Imagine there are two journeys. The first involves a short, exciting ascension, followed by a slow-motion plunge. You are initially thrilled by the view at the top, but you quickly lose your footing. You don’t fall tidily, like a diver cutting a clean line into a pool. You’re a plane crash; debris everywhere. Maybe you come up short, bleeding and full of regret, then continue your plummet because surprise! That wasn’t the bottom. If you’re lucky, you eventually land in a heap, broken but breathing.

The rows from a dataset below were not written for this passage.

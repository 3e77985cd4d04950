//! Pure string helpers shared by several license definitions
//!
//! These build the copyright/attribution fragments substituted into GNU
//! and BSD-style templates. All of them read the resolved context and
//! tolerate absent keys, returning the best string they can.

use crate::registry::Context;

fn trimmed<'a>(context: &'a Context, key: &str) -> &'a str {
    context.get(key).map(|value| value.trim()).unwrap_or("")
}

/// `"holder <email>"` when both are non-empty after trimming, else just
/// the trimmed holder. The email is silently dropped when absent.
pub fn holder_with_email(context: &Context, holder_key: &str, email_key: &str) -> String {
    let holder = trimmed(context, holder_key);
    let email = trimmed(context, email_key);
    if !holder.is_empty() && !email.is_empty() {
        format!("{holder} <{email}>")
    } else {
        holder.to_string()
    }
}

/// One-line description of the program: non-empty program name,
/// description, and URL joined with `" - "`, with the email appended as a
/// final `<email>` segment when present. Falls back to `"This program"`
/// when nothing is known.
pub fn program_tagline(context: &Context) -> String {
    let mut pieces: Vec<String> = ["program_name", "program_description", "program_url"]
        .iter()
        .map(|key| trimmed(context, key))
        .filter(|piece| !piece.is_empty())
        .map(str::to_string)
        .collect();
    let email = trimmed(context, "email");
    if !email.is_empty() {
        pieces.push(format!("<{email}>"));
    }
    if pieces.is_empty() {
        "This program".to_string()
    } else {
        pieces.join(" - ")
    }
}

/// Append a period unless the text is empty or already ends with one
pub fn terminate_sentence(text: &str) -> String {
    if text.is_empty() || text.ends_with('.') {
        text.to_string()
    } else {
        format!("{text}.")
    }
}

/// One-line GPLv2-style notice, indented to match the template block it
/// replaces
pub fn program_notice_line(context: &Context) -> String {
    let line = terminate_sentence(&program_tagline(context));
    let year = trimmed(context, "year");
    let holder = holder_with_email(context, "copyright_holder", "email");
    format!("     {line} Copyright (C) {year} {holder}")
}

/// Two-line LGPLv2.1-style notice: the tagline and a copyright line, both
/// indented to match the template block they replace
pub fn library_notice_block(context: &Context) -> String {
    let tagline = terminate_sentence(&program_tagline(context));
    let year = trimmed(context, "year");
    let holder = holder_with_email(context, "copyright_holder", "email");
    format!("     {tagline}\n     Copyright (C) {year} {holder}")
}
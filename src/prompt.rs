//! Interactive prompting
//!
//! The resolver asks questions through the [`Prompter`] trait so tests can
//! script answers. The terminal implementation renders on stderr via
//! `dialoguer`, leaving stdout clean for the generated license.

use dialoguer::theme::ColorfulTheme;
use dialoguer::Input;

/// Outcome of asking one question
pub enum Answer {
    /// A line of input, possibly empty
    Text(String),
    /// Input exhausted or unreadable
    Eof,
}

/// Source of interactive answers
pub trait Prompter {
    /// Ask one question. `fallback` is offered as the accept-on-empty
    /// value when present.
    fn ask(&mut self, prompt: &str, fallback: Option<&str>) -> Answer;
}

/// Prompter backed by the controlling terminal
#[derive(Default)]
pub struct TerminalPrompter;

impl Prompter for TerminalPrompter {
    fn ask(&mut self, prompt: &str, fallback: Option<&str>) -> Answer {
        let theme = ColorfulTheme::default();

        let mut input_prompt = Input::<String>::with_theme(&theme)
            .with_prompt(prompt)
            .allow_empty(true);
        if let Some(fallback) = fallback {
            input_prompt = input_prompt.default(fallback.to_string());
        }

        match input_prompt.interact() {
            Ok(text) => Answer::Text(text),
            Err(_) => Answer::Eof,
        }
    }
}
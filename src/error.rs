//! Error types shared by the registry, resolver, and renderer

use thiserror::Error;

/// Errors that can occur while resolving or rendering a license
#[derive(Debug, Error)]
pub enum LicenseError {
    /// Identifier did not match any registered license key or alias
    #[error("unsupported license '{identifier}'; use --list to see supported identifiers")]
    UnknownLicense { identifier: String },

    /// A `--set` override that could not be parsed
    #[error("invalid --set value '{assignment}': {reason}")]
    InvalidOverride {
        assignment: String,
        reason: &'static str,
    },

    /// A spec references a template body that is not embedded. This is a
    /// catalog defect, not a user mistake.
    #[error("template file not found: {filename}")]
    TemplateNotFound { filename: String },

    /// A preamble template references a context key that was never
    /// resolved. Also a catalog defect with the built-in licenses.
    #[error("missing value '{key}' required by this template")]
    MissingField { key: String },
}

#[cfg(test)]
mod tests {
    use super::*;

    #[test]
    fn test_unknown_license_message_points_at_listing() {
        let err = LicenseError::UnknownLicense {
            identifier: "zlib".to_string(),
        };
        let message = err.to_string();
        assert!(message.contains("'zlib'"));
        assert!(message.contains("--list"));
    }
}
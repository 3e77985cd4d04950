//! License registry
//!
//! This module owns the built-in catalog and the identifier index over it.
//! Lookup is forgiving: identifiers are normalized before comparison, so
//! `Apache-2.0`, `apache2.0`, and `APACHE 2.0` all name the same license.

mod catalog;
mod spec;

pub use spec::{
    Context, FieldDefault, FieldSpec, LicenseSpec, PostProcess, Replacement, ReplacementValue,
    NOTICE_KEY,
};

use std::collections::HashMap;

use once_cell::sync::Lazy;

use crate::error::LicenseError;

/// Lowercase the identifier and keep only alphanumeric characters
pub fn normalize(identifier: &str) -> String {
    identifier
        .to_lowercase()
        .chars()
        .filter(|c| c.is_alphanumeric())
        .collect()
}

// Keys are indexed before aliases, and registration order decides ties:
// the last entry wins. The only cross-license tie is the `lgpl21` family
// of shorthands, which lands on LGPL-2.1-only.
static INDEX: Lazy<HashMap<String, &'static LicenseSpec>> = Lazy::new(|| {
    let mut index = HashMap::new();
    for spec in catalog::CATALOG {
        index.insert(normalize(spec.key), spec);
    }
    for spec in catalog::CATALOG {
        for alias in spec.aliases {
            index.insert(normalize(alias), spec);
        }
    }
    index
});

/// Look up a license by canonical identifier or alias
pub fn resolve(identifier: &str) -> Result<&'static LicenseSpec, LicenseError> {
    INDEX
        .get(&normalize(identifier))
        .copied()
        .ok_or_else(|| LicenseError::UnknownLicense {
            identifier: identifier.to_string(),
        })
}

/// All supported licenses in listing order
pub fn all() -> &'static [LicenseSpec] {
    catalog::CATALOG
}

The second journey begins with a sort of blind scrabbling in the dirt: where am I, who am I, what happened? You pick up your feet and begin trudging along, unsure of what direction to head in. The terrain is both alien and all too familiar, you keep coming across your wreckage. Like corpses on Everest, it isn’t safe to take these things with you. They can only be accepted and acknowledged and laid to rest. (You pick them up anyway, over and over, and carry them until their weight brings you to your knees.) Your legs get stronger, but the edge of the path is always uncomfortably close. A steep drop leads to a place you never want to see. Eventually you realize that everything you thought was so dazzling before was only a mirage. Still, there is a part of you that is like a man in the desert dying of thirst, always reaching for the shimmer. You do your best to drink from other sources, and keep going, one step at a time.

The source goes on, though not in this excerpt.